三重県多気町において、住民同士が協力し合う新しい交通システム「共助型ライドシェアサービス」の実証実験が行われた。実施主体は三重広域連携スーパーシティ推進協議会で、一般社団法人ふるさと屋、一般社団法人日本自動車工業会(自工会)などの協力のもと、地域課題の解決を目的とした取り組みの一環として実施された。
交通弱者の声を背景に、新しい移動モデルを検証
実証地域である多気町は中山間地域であり、公共交通が十分に整備されていない。そのため、自家用車に依存せざるを得ない住民が多く、高齢者や子育て世代を中心に移動に関する課題が浮き彫りになっている。

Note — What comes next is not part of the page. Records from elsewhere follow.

//! Cold-plasma dispersion: delays between frequencies and per-channel delay
//! tables.

mod error;

pub use error::DispersionError;

use log::debug;
use ndarray::prelude::*;
use vec1::Vec1;

/// The dispersion constant \[ms GHz^2 cm^3 pc^-1\].
pub const K_DM: f64 = 4.15;

/// A more precise dispersion constant \[s MHz^2 cm^3 pc^-1\]. Note the
/// different units to [`K_DM`]; mixing the two is a classic way to be off by
/// a factor of 1000.
pub const K_DM_PRECISE: f64 = 4.148808e3;

/// The width of the MWA band \[MHz\].
pub const MWA_BANDWIDTH_MHZ: f64 = 30.72;

/// Step used when searching for the channel width matching a time resolution
/// \[GHz\] (1 kHz).
const BANDWIDTH_SEARCH_STEP_GHZ: f64 = 1e-6;

/// How far the rounded closed-form width may be nudged, in search steps.
const MAX_BANDWIDTH_CORRECTIONS: usize = 64;

fn check_freq(freq_ghz: f64) -> Result<(), DispersionError> {
    if freq_ghz.is_finite() && freq_ghz > 0.0 {
        Ok(())
    } else {
        Err(DispersionError::BadFrequency(freq_ghz))
    }
}

/// The dispersive delay \[ms\] of a signal at `f_low_ghz` relative to
/// `f_high_ghz` for a dispersion measure `dm` \[pc cm^-3\].
///
/// The delay is positive when `f_low_ghz < f_high_ghz` and `dm > 0`.
pub fn dispersive_delay_ms(dm: f64, f_low_ghz: f64, f_high_ghz: f64) -> Result<f64, DispersionError> {
    check_freq(f_low_ghz)?;
    check_freq(f_high_ghz)?;
    Ok(K_DM * dm * (f_low_ghz.powi(-2) - f_high_ghz.powi(-2)))
}

/// The same as [`dispersive_delay_ms`], but in seconds.
pub fn dispersive_delay_s(dm: f64, f_low_ghz: f64, f_high_ghz: f64) -> Result<f64, DispersionError> {
    dispersive_delay_ms(dm, f_low_ghz, f_high_ghz).map(|d| d / 1000.0)
}

/// The dispersive delay \[s\] across a band of `bandwidth_mhz` centred on
/// `centre_mhz`.
pub fn band_delay_s(dm: f64, centre_mhz: f64, bandwidth_mhz: f64) -> Result<f64, DispersionError> {
    let low_ghz = (centre_mhz - bandwidth_mhz / 2.0) / 1e3;
    let high_ghz = (centre_mhz + bandwidth_mhz / 2.0) / 1e3;
    dispersive_delay_s(dm, low_ghz, high_ghz)
}

/// Get the `n_channels + 1` ascending channel-edge frequencies \[GHz\] of a
/// band centred on `central_freq_mhz`.
pub fn compute_frequency_list_ghz(
    central_freq_mhz: f64,
    n_channels: usize,
    channel_width_mhz: f64,
) -> Vec1<f64> {
    let bottom_freq_mhz = central_freq_mhz - (n_channels as f64 * channel_width_mhz) / 2.0;
    let mut freqs = Vec1::new(bottom_freq_mhz / 1e3);
    for i in 1..=n_channels {
        freqs.push((bottom_freq_mhz + i as f64 * channel_width_mhz) / 1e3);
    }
    freqs
}

/// Find the channel width \[kHz\] above `centre_freq_mhz` whose dispersive
/// delay first reaches `time_res_s`, in whole 1 kHz steps. Resolutions at or
/// beyond the delay of an infinitely wide channel are an error.
pub fn required_bandwidth_khz(
    centre_freq_mhz: f64,
    dm: f64,
    time_res_s: f64,
) -> Result<f64, DispersionError> {
    if !(dm > 0.0) {
        return Err(DispersionError::NonPositive { what: "DM", value: dm });
    }
    if !(time_res_s > 0.0) {
        return Err(DispersionError::NonPositive {
            what: "time resolution",
            value: time_res_s,
        });
    }
    let start_ghz = centre_freq_mhz / 1e3;
    check_freq(start_ghz)?;

    // Even an infinitely wide channel can't delay by more than this.
    let max_delay_s = K_DM * dm * start_ghz.powi(-2) / 1000.0;
    if time_res_s >= max_delay_s {
        return Err(DispersionError::UnreachableResolution {
            time_res_s,
            max_delay_s,
        });
    }

    // Solve the delay equation for the upper frequency, round up to a whole
    // step, then nudge until this is the first step reaching the resolution.
    let f_exact_ghz = (start_ghz.powi(-2) - time_res_s * 1000.0 / (K_DM * dm)).powf(-0.5);
    let delay_after = |steps: f64| {
        dispersive_delay_s(dm, start_ghz, start_ghz + steps * BANDWIDTH_SEARCH_STEP_GHZ)
    };
    let mut steps = ((f_exact_ghz - start_ghz) / BANDWIDTH_SEARCH_STEP_GHZ)
        .ceil()
        .max(1.0);
    for _ in 0..MAX_BANDWIDTH_CORRECTIONS {
        if delay_after(steps)? < time_res_s {
            steps += 1.0;
        } else if steps > 1.0 && delay_after(steps - 1.0)? >= time_res_s {
            steps -= 1.0;
        } else {
            break;
        }
    }
    Ok(steps * BANDWIDTH_SEARCH_STEP_GHZ * 1e6)
}

/// Per-DM, per-channel delays in whole time samples.
#[derive(Debug, Clone, PartialEq)]
pub struct DelayTable {
    /// The DM trials \[pc cm^-3\], one per row.
    pub dms: Vec1<f64>,

    /// The delays \[samples\]. Shape (number of DM trials, number of
    /// channels).
    pub delays: Array2<usize>,
}

impl DelayTable {
    /// Build a delay table from `n + 1` channel-edge frequencies \[GHz\].
    ///
    /// Channel `i` is represented by edge `i + 1`, and the last edge is the
    /// reference, so the last column is always 0. The reference is whatever
    /// comes last, not necessarily the highest frequency. Every delay is
    /// measured directly against the reference (never chained between
    /// neighbouring channels) and rounded to the nearest sample.
    ///
    /// The sign of each delay is discarded. With descending edges, channels
    /// above the reference get the same positive delays that channels below
    /// it would, so supply ascending frequencies (e.g. from
    /// [`compute_frequency_list_ghz`]) for physically meaningful
    /// dedispersion.
    pub fn new(frequencies_ghz: &[f64], dms: &[f64], int_time_s: f64) -> Result<DelayTable, DispersionError> {
        if frequencies_ghz.len() < 2 {
            return Err(DispersionError::TooFewFrequencies(frequencies_ghz.len()));
        }
        let dms = Vec1::try_from_vec(dms.to_vec()).map_err(|_| DispersionError::NoDms)?;
        if !(int_time_s > 0.0) {
            return Err(DispersionError::NonPositive {
                what: "integration time",
                value: int_time_s,
            });
        }
        for &f in frequencies_ghz {
            check_freq(f)?;
        }

        let n_channels = frequencies_ghz.len() - 1;
        let ref_freq = frequencies_ghz[n_channels];
        let mut delays = Array2::zeros((dms.len(), n_channels));
        for (mut row, &dm) in delays.outer_iter_mut().zip(dms.iter()) {
            // The reference channel (the last one) keeps its zero.
            for i_chan in (0..n_channels - 1).rev() {
                let chan_freq = frequencies_ghz[i_chan + 1];
                let (f_low, f_high) = if chan_freq <= ref_freq {
                    (chan_freq, ref_freq)
                } else {
                    (ref_freq, chan_freq)
                };
                let delay_s = dispersive_delay_s(dm, f_low, f_high)?;
                row[i_chan] = (delay_s.abs() / int_time_s).round() as usize;
            }
        }
        debug!(
            "Made a delay table with {} DM trials and {n_channels} channels; max delay {} samples",
            dms.len(),
            delays.iter().max().copied().unwrap_or(0)
        );

        Ok(DelayTable { dms, delays })
    }

    pub fn num_channels(&self) -> usize {
        self.delays.len_of(Axis(1))
    }

    /// The delays for a single DM trial.
    pub fn row(&self, i_dm: usize) -> Option<ArrayView1<usize>> {
        (i_dm < self.dms.len()).then(|| self.delays.row(i_dm))
    }
}
//! Reading the older "time series dump" files, which contain every pixel's
//! dedispersed time series rather than just candidates.
//!
//! Each block is a header of three little-endian `i32`s (`side_size, n_dms,
//! buffer_size`) followed by `side_size^2 * n_dms * buffer_size` `f32`s in C
//! order (x, y, dm, time).

use std::{
    fs::File,
    io::{BufReader, Read},
    path::Path,
};

use byteorder::{ByteOrder, LittleEndian};
use log::{debug, trace};
use ndarray::prelude::*;

use super::{
    codec::{fill_or_eof, read_f32s},
    CandidateReadError,
};

/// One block of a time-series dump.
#[derive(Debug, Clone)]
pub struct TimeSeriesTable {
    pub index: usize,

    /// Shape (side_size, side_size, n_dms, buffer_size).
    pub data: Array4<f32>,
}

impl TimeSeriesTable {
    pub fn series(&self, x: usize, y: usize, dm: usize) -> Option<ArrayView1<f32>> {
        let (nx, ny, ndm, _) = self.data.dim();
        (x < nx && y < ny && dm < ndm).then(|| self.data.slice(s![x, y, dm, ..]))
    }

    pub fn num_dms(&self) -> usize {
        self.data.len_of(Axis(2))
    }
}

/// A forward-only iterator over the blocks of a time-series dump. Iteration
/// stops after the first error.
pub struct TimeSeriesReader<R: Read> {
    reader: R,
    next_index: usize,
    finished: bool,
}

impl TimeSeriesReader<BufReader<File>> {
    pub fn open<P: AsRef<Path>>(path: P) -> Result<Self, CandidateReadError> {
        debug!("Reading time series from {}", path.as_ref().display());
        Ok(TimeSeriesReader::new(BufReader::new(File::open(path)?)))
    }
}

impl<R: Read> TimeSeriesReader<R> {
    pub fn new(reader: R) -> TimeSeriesReader<R> {
        TimeSeriesReader {
            reader,
            next_index: 0,
            finished: false,
        }
    }

    fn read_table(&mut self) -> Result<Option<TimeSeriesTable>, CandidateReadError> {
        let block = self.next_index;
        let mut header = [0; 12];
        match fill_or_eof(&mut self.reader, &mut header)? {
            0 => return Ok(None),
            12 => (),
            _ => {
                return Err(CandidateReadError::Truncated {
                    block,
                    section: "header",
                })
            }
        }
        let mut dims = [0; 3];
        for (dim, (field, bytes)) in dims
            .iter_mut()
            .zip(["side_size", "n_dms", "buffer_size"].into_iter().zip(header.chunks_exact(4)))
        {
            let value = LittleEndian::read_i32(bytes);
            if value < 0 {
                return Err(CandidateReadError::BadHeader {
                    block,
                    field,
                    value,
                });
            }
            *dim = value as usize;
        }
        let [side_size, n_dms, buffer_size] = dims;
        trace!("Time series block {block}: side {side_size}, {n_dms} DMs, {buffer_size} samples");

        // The byte count of the block must be addressable.
        let mut num_values: usize = 1;
        for (field, dim) in [
            ("side_size", side_size),
            ("side_size", side_size),
            ("n_dms", n_dms),
            ("buffer_size", buffer_size),
        ] {
            num_values = num_values
                .checked_mul(dim)
                .filter(|&n| n <= isize::MAX as usize / std::mem::size_of::<f32>())
                .ok_or(CandidateReadError::BadHeader {
                    block,
                    field,
                    value: dim as i32,
                })?;
        }
        let values = read_f32s(&mut self.reader, num_values)
            .map_err(|e| CandidateReadError::from_io(e, block, "data"))?;
        let data = Array4::from_shape_vec((side_size, side_size, n_dms, buffer_size), values)
            .map_err(|_| CandidateReadError::BadHeader {
                block,
                field: "buffer_size",
                value: buffer_size as i32,
            })?;
        self.next_index += 1;

        Ok(Some(TimeSeriesTable { index: block, data }))
    }
}

impl<R: Read> Iterator for TimeSeriesReader<R> {
    type Item = Result<TimeSeriesTable, CandidateReadError>;

    fn next(&mut self) -> Option<Self::Item> {
        if self.finished {
            return None;
        }
        match self.read_table() {
            Ok(Some(table)) => Some(Ok(table)),
            Ok(None) => {
                self.finished = true;
                None
            }
            Err(e) => {
                self.finished = true;
                Some(Err(e))
            }
        }
    }
}

/// Concatenate the time series of each (DM, pixel) pair across all blocks of
/// a dump. The result is ordered DM-major: entry `i_dm * pixels.len() +
/// i_pixel`. Pixels or DMs outside of a block contribute nothing for that
/// block.
pub fn pixel_series<R: Read>(
    reader: TimeSeriesReader<R>,
    dms: &[usize],
    pixels: &[(usize, usize)],
) -> Result<Vec<Vec<f32>>, CandidateReadError> {
    let mut out = vec![vec![]; dms.len() * pixels.len()];
    for table in reader {
        let table = table?;
        for (i_dm, &dm) in dms.iter().enumerate() {
            for (i_pixel, &(x, y)) in pixels.iter().enumerate() {
                if let Some(series) = table.series(x, y, dm) {
                    out[i_dm * pixels.len() + i_pixel].extend(series.iter().copied());
                }
            }
        }
    }
    Ok(out)
}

実証実験の背景として、住民ヒアリングでは「運転免許を返納してから外出を控えるようになった」「子どもの送迎で自分の時間が取れない」といった声が上がっていた。こうした状況を受け、共助型ライドシェアが有効な選択肢になり得るかを検証することが本実験の目的だ。
MSP構想を活用した安全性と信頼性の担保
実証実験では、自工会が提唱する「Mobility Smart Passport(MSP)構想」を導入。共助ドライバーには、MSPアプリと検証可能なデジタル証明書(VC)を通じて、地域住民であることの証明が求められた。さらに、ドラレコデータを用いた走行履歴から安全運転スコアを算出し、信頼性と安心感を確保した形でサービスを提供した。
実証の成果と住民の反応
2025年3月10日から21日の期間に、多気町・松阪市・大台町を運行エリアとしてサービスを実施。住民からは、移動の自由が広がったことへの喜びに加え、「共助型という仕組みにより住民同士の交流が生まれた」との声も聞かれた。アンケート結果からは、ドライバー・利用者双方の満足度が高く、地域活性化につながる副次的効果も確認された。
地域・関係者からのコメント
三重県多気町の久保行央町長は「地域のつながる力を活かした新たな交通モデルの可能性を実感した」と語り、一般社団法人ふるさと屋の中西眞喜子代表も「住民主体の助け合いが、街の活性化につながった」と振り返る。また、自工会の山下義行氏は「誰もが自由に移動できる社会を実現するため、MSP構想をさらに推進していく」と意気込みを示した。
官民連携による広域的な地域課題解決モデル
本実証は、三重広域連携スーパーシティ推進協議会のモビリティ分科会が主導。協議会は多気町を含む6町と30の民間企業が連携し、AIやビッグデータといった先端技術を活用して、高齢化・過疎化など地域課題の解決を目指している。今回のライドシェア実証もその一環であり、今後の持続可能な地域交通のモデルケースとして注目される。
「誰もが、好きなときに、好きなところへ」移動できる社会の実現に向け、三重からの新たな挑戦が始まっている。